I’ve never really listened to George Jones. I know his songs, and I read a book written about him and Tammy Wynette many years ago. Back in the days when I read anything I could about people and their lives. They had a love story, not only filled with roses and sunshine, but thorns and stormy days. The same stories we all share. George Jones was an extremely talented songwriter. He was able to tell a story, draw you in, and have you laughing or crying in under five minutes. Wow!
You are probably going to have a lot of posts from me about songs I listen to. Our son gave me a little white box this past Christmas. It sets in my kitchen where I can talk to it, asking about the weather, and recipes I need. It’s a very handy little device, and I’ve become rather attached to it. When it comes to music, all I need to do is tell it what song I want to hear, or what genre. I smile when I think back to the days when we ran miles of stereo wire through the house so we could have a speaker upstairs and get ‘surround’ sound.
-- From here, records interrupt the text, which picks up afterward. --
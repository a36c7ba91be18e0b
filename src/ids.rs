// FlowState - Closed-loop entrainment control
// Copyright (c) 2025 David Martin Venti
//
// Dual-licensed under AGPL-3.0 and Commercial License.
// See LICENSE file for details.


//! Instance identifiers for log correlation.
//!
//! Identifiers are issued by an [`IdFactory`] owned by whoever wires the
//! components together. They appear in log lines only and never influence
//! behavior.

use std::fmt;
use std::sync::atomic::{AtomicU64, Ordering};

/// Identifier of one component instance
#[derive(Debug, Clone, Copy, PartialEq, Eq, Hash, PartialOrd, Ord)]
pub struct InstanceId(u64);

impl InstanceId {
    /// Wrap a raw value
    pub const fn new(value: u64) -> Self {
        Self(value)
    }

    /// Raw value
    pub fn value(&self) -> u64 {
        self.0
    }
}

impl fmt::Display for InstanceId {
    fn fmt(&self, f: &mut fmt::Formatter<'_>) -> fmt::Result {
        write!(f, "#{}", self.0)
    }
}

/// Monotonic source of [`InstanceId`]s
#[derive(Debug)]
pub struct IdFactory {
    next: AtomicU64,
}

impl IdFactory {
    /// Factory whose first id is 1
    pub fn new() -> Self {
        Self {
            next: AtomicU64::new(1),
        }
    }

    /// Issue the next id
    pub fn next_id(&self) -> InstanceId {
        InstanceId(self.next.fetch_add(1, Ordering::Relaxed))
    }
}

impl Default for IdFactory {
    fn default() -> Self {
        Self::new()
    }
}

#[cfg(test)]
mod tests {
    use super::*;

    #[test]
    fn test_ids_are_monotonic() {
        let factory = IdFactory::new();
        let a = factory.next_id();
        let b = factory.next_id();
        assert_eq!(a.value(), 1);
        assert!(b > a);
        assert_eq!(b.to_string(), "#2");
    }

    #[test]
    fn test_factories_are_independent() {
        let f1 = IdFactory::new();
        let f2 = IdFactory::new();
        f1.next_id();
        assert_eq!(f2.next_id(), InstanceId::new(1));
    }
}
// FlowState Runner - Loop wiring and HTTP endpoints
// Copyright (c) 2025 David Martin Venti
//
// Dual-licensed under AGPL-3.0 and Commercial License.
// See LICENSE file for details.

//! Assembles the closed loop from a [`FlowConfig`] and exposes it over HTTP.

use crate::metrics;
use axum::{
    extract::State,
    http::StatusCode,
    response::{Html, IntoResponse},
    routing::get,
    Json, Router,
};
use flowstate::source::ConnectionCallback;
use flowstate::stimulus::StimulusCallback;
use flowstate::{
    AudioOutput, ClosedLoopController, ConfigError, ConnectionState, FlowConfig, FlowError,
    IdFactory, LoggingPlayer, MetricsSample, MetricsSource, SimulatedSource, StateCallback,
    StateChange, StimulusOutput, StimulusState,
};
use serde::Serialize;
use std::sync::{Arc, Mutex};
use std::time::Instant;
use thiserror::Error;
use tracing::info;

/// Runner errors.
#[derive(Debug, Error)]
pub enum RunnerError {
    /// Configuration could not be loaded or is invalid.
    #[error(transparent)]
    Config(#[from] ConfigError),

    /// The loop failed to start.
    #[error(transparent)]
    Flow(#[from] FlowError),

    /// Socket-level failure.
    #[error("I/O error: {0}")]
    Io(#[from] std::io::Error),
}

/// Latest sample as reported by `/status`.
#[derive(Debug, Clone, Copy, Serialize, PartialEq)]
pub struct LastSample {
    pub timestamp: u64,
    pub z_score: f64,
    pub signal_quality: f64,
}

/// The assembled loop.
pub struct FlowLoop {
    pub config: FlowConfig,
    pub source: Arc<SimulatedSource>,
    pub player: Arc<LoggingPlayer>,
    pub output: Arc<AudioOutput<LoggingPlayer>>,
    pub controller: Arc<ClosedLoopController>,
    last_sample: Arc<Mutex<Option<LastSample>>>,
    started_at: Instant,
}

impl FlowLoop {
    /// Build the loop and attach the metrics observers. Nothing is started.
    pub fn build(config: FlowConfig) -> Result<Self, RunnerError> {
        config.validate()?;

        let ids = IdFactory::new();
        let source = Arc::new(SimulatedSource::websocket(ids.next_id(), config.source.clone()));
        let player = Arc::new(LoggingPlayer::new(ids.next_id()));
        let output = Arc::new(AudioOutput::new(
            ids.next_id(),
            config.audio.clone(),
            Arc::clone(&player),
        ));
        let controller = Arc::new(ClosedLoopController::new(
            ids.next_id(),
            source.clone(),
            output.clone(),
            config.controller.clone(),
        )?);

        let last_sample = Arc::new(Mutex::new(None));
        let flow = Self {
            config,
            source,
            player,
            output,
            controller,
            last_sample,
            started_at: Instant::now(),
        };
        flow.attach_observers();
        Ok(flow)
    }

    fn attach_observers(&self) {
        let last = Arc::clone(&self.last_sample);
        self.controller
            .register_metrics_observer(Arc::new(move |sample: &MetricsSample| {
                metrics::record_sample(sample);
                if let Ok(mut slot) = last.lock() {
                    *slot = Some(LastSample {
                        timestamp: sample.timestamp,
                        z_score: sample.z_score,
                        signal_quality: sample.signal_quality,
                    });
                }
            }));

        let on_change: StateCallback = Arc::new(|change: &StateChange| {
            metrics::record_transition(change);
        });
        self.controller.register_state_observer(on_change);

        let on_connection: ConnectionCallback = Arc::new(|state: &ConnectionState| {
            metrics::record_connection(*state);
        });
        self.source.register_connection_state(on_connection);

        let on_stimulus: StimulusCallback = Arc::new(|state: &StimulusState| {
            info!(%state, "Stimulus state");
        });
        self.output.register_state_observer(on_stimulus);
    }

    /// Start monitoring.
    pub async fn start(&self) -> Result<(), RunnerError> {
        self.controller.start().await?;
        Ok(())
    }

    /// Stop the controller, then release the actuator.
    pub async fn shutdown(&self) {
        self.controller.stop().await;
        self.output.dispose().await;
        info!("Loop shut down");
    }

    /// Most recent sample seen by the controller.
    pub fn last_sample(&self) -> Option<LastSample> {
        self.last_sample.lock().ok().and_then(|slot| *slot)
    }

    /// Snapshot for `/status`.
    pub fn status(&self) -> StatusResponse {
        StatusResponse {
            version: env!("CARGO_PKG_VERSION").to_string(),
            uptime_secs: self.started_at.elapsed().as_secs(),
            controller_state: self.controller.state().as_str(),
            connection_state: self.source.connection_state().as_str(),
            stimulus_state: self.output.state().as_str(),
            entrainment_sessions: self.controller.entrainment_count(),
            reconnect_attempts: self.source.reconnect_attempts(),
            frequency_hz: self.output.frequency(),
            volume: self.output.volume(),
            kill_switch_triggers: self.output.kill_switch_triggers(),
            source_url: self.config.source.url.clone(),
            last_sample: self.last_sample(),
        }
    }
}

/// Status information response.
#[derive(Debug, Serialize)]
pub struct StatusResponse {
    pub version: String,
    pub uptime_secs: u64,
    pub controller_state: &'static str,
    pub connection_state: &'static str,
    pub stimulus_state: &'static str,
    pub entrainment_sessions: u64,
    pub reconnect_attempts: u32,
    pub frequency_hz: f64,
    pub volume: f64,
    pub kill_switch_triggers: u64,
    pub source_url: String,
    #[serde(skip_serializing_if = "Option::is_none")]
    pub last_sample: Option<LastSample>,
}

/// HTTP routes.
pub fn router(flow: Arc<FlowLoop>) -> Router {
    Router::new()
        .route("/", get(root_handler))
        .route("/metrics", get(metrics_handler))
        .route("/health", get(health_handler))
        .route("/ready", get(ready_handler))
        .route("/status", get(status_handler))
        .with_state(flow)
}

/// Root handler - lists the endpoints.
async fn root_handler() -> Html<&'static str> {
    Html(
        r#"<!DOCTYPE html>
<html>
<head><title>FlowState Runner</title></head>
<body>
    <h1>FlowState Runner</h1>
    <ul>
        <li><a href="/metrics">/metrics</a> - Prometheus metrics</li>
        <li><a href="/health">/health</a> - Health check</li>
        <li><a href="/ready">/ready</a> - Ready once the source is connected</li>
        <li><a href="/status">/status</a> - Loop status (JSON)</li>
    </ul>
</body>
</html>"#,
    )
}

/// Metrics handler - returns Prometheus text format.
async fn metrics_handler(State(flow): State<Arc<FlowLoop>>) -> impl IntoResponse {
    metrics::update_kill_switch(flow.output.kill_switch_triggers());
    match metrics::encode_metrics() {
        Ok(body) => (
            StatusCode::OK,
            [("Content-Type", "text/plain; charset=utf-8")],
            body,
        ),
        Err(e) => (
            StatusCode::INTERNAL_SERVER_ERROR,
            [("Content-Type", "text/plain; charset=utf-8")],
            e.to_string(),
        ),
    }
}

/// Health check handler.
async fn health_handler() -> impl IntoResponse {
    (StatusCode::OK, "OK")
}

/// Readiness check handler.
async fn ready_handler(State(flow): State<Arc<FlowLoop>>) -> impl IntoResponse {
    if flow.source.is_connected() {
        (StatusCode::OK, "Ready")
    } else {
        (StatusCode::SERVICE_UNAVAILABLE, "Source not connected")
    }
}

/// Status handler - returns JSON status information.
async fn status_handler(State(flow): State<Arc<FlowLoop>>) -> Json<StatusResponse> {
    Json(flow.status())
}
// FlowState - Closed-loop entrainment control
// Copyright (c) 2025 David Martin Venti
//
// Dual-licensed under AGPL-3.0 and Commercial License.
// See LICENSE file for details.


//! Hardware headset source (not implemented)
//!
//! Satisfies the [`MetricsSource`] contract so it can be selected at
//! construction time, but `start()` fails until a headset integration exists.

use super::{ConnectionCallback, ConnectionState, MetricsCallback, MetricsSource};
use crate::error::SourceError;
use crate::ids::InstanceId;
use crate::protocol::MetricsSample;
use crate::registry::ObserverRegistry;
use async_trait::async_trait;
use tracing::warn;

/// Placeholder for a headset-backed metrics source
#[derive(Debug)]
pub struct HardwareSource {
    id: InstanceId,
    metrics: ObserverRegistry<MetricsSample>,
    connection: ObserverRegistry<ConnectionState>,
}

impl HardwareSource {
    /// Create the stub
    pub fn new(id: InstanceId) -> Self {
        Self {
            id,
            metrics: ObserverRegistry::new("hardware.metrics"),
            connection: ObserverRegistry::new("hardware.connection"),
        }
    }
}

#[async_trait]
impl MetricsSource for HardwareSource {
    async fn start(&self) -> Result<(), SourceError> {
        warn!(id = %self.id, "Hardware source requested but not available");
        Err(SourceError::NotImplemented(
            "hardware metrics source".to_string(),
        ))
    }

    async fn stop(&self) -> Result<(), SourceError> {
        Ok(())
    }

    fn register_metrics(&self, callback: MetricsCallback) -> bool {
        self.metrics.add(callback)
    }

    fn unregister_metrics(&self, callback: &MetricsCallback) -> bool {
        self.metrics.remove(callback)
    }

    fn register_connection_state(&self, callback: ConnectionCallback) -> bool {
        self.connection.add(callback)
    }

    fn unregister_connection_state(&self, callback: &ConnectionCallback) -> bool {
        self.connection.remove(callback)
    }

    fn connection_state(&self) -> ConnectionState {
        ConnectionState::Disconnected
    }
}

#[cfg(test)]
mod tests {
    use super::*;

    #[tokio::test]
    async fn test_start_not_implemented() {
        let source = HardwareSource::new(InstanceId::new(9));
        assert!(matches!(
            source.start().await,
            Err(SourceError::NotImplemented(_))
        ));
        assert!(source.stop().await.is_ok());
        assert!(!source.is_connected());
    }
}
This morning, I had bluegrass-type gospel music playing, when this song came on. Choices was not written by George Jones, but it was written about his life. If you know anything about country music, George Jones had a huge impact on it. He also struggled with addiction.
It continually amazes me the way God uses people. Not only their strengths, but their weak areas as well. The men in the Bible given as examples were not sin-free. They murdered, committed adultery, and didn’t always do as instructed by God. Some even turned their backs. Those actions detoured their lives, and there were consequences to pay. We live in the same world today, and we still have choices to make.
Every one of us can think back over our lives, and see something that we should have handled in a different way, maybe a better way. We all live with regrets and guilt. I think that’s why it’s so very important to instill in our children a sense of right and wrong, and to teach them to listen to that little voice of warning when we are headed down a wrong path. There is no shame in re-routing, or admitting we are wrong. There are second chances…usually. The only shames are arrogance, and being unwilling to learn.
This song is bluntly truthful, speaking of the singer’s regrets for not making better decisions with his life. The addictions were more important than family, friends, and talents. Addictions are not only in the forms of alcohol and drugs. They can be anything that keeps us from being the person God designed us to be…the best that we can attain here on this earth. I know what mine are…how about you? I know the areas in my own life that are weak, that lead me to make unwise choices. I do want to listen to that little voice that warns me that I’m headed down a dangerous path. And I want to be courageous enough to stop, and admit I was wrong…that I need to make a better decision.
Because at the end of my life, I don’t want to be singing a song of regrets…about all the should-haves. I want to rejoice that I was courageous, even when it was difficult to be. And if I failed, I found my feet once more and tried again. I do have choices in my life. I have the freedom to make them.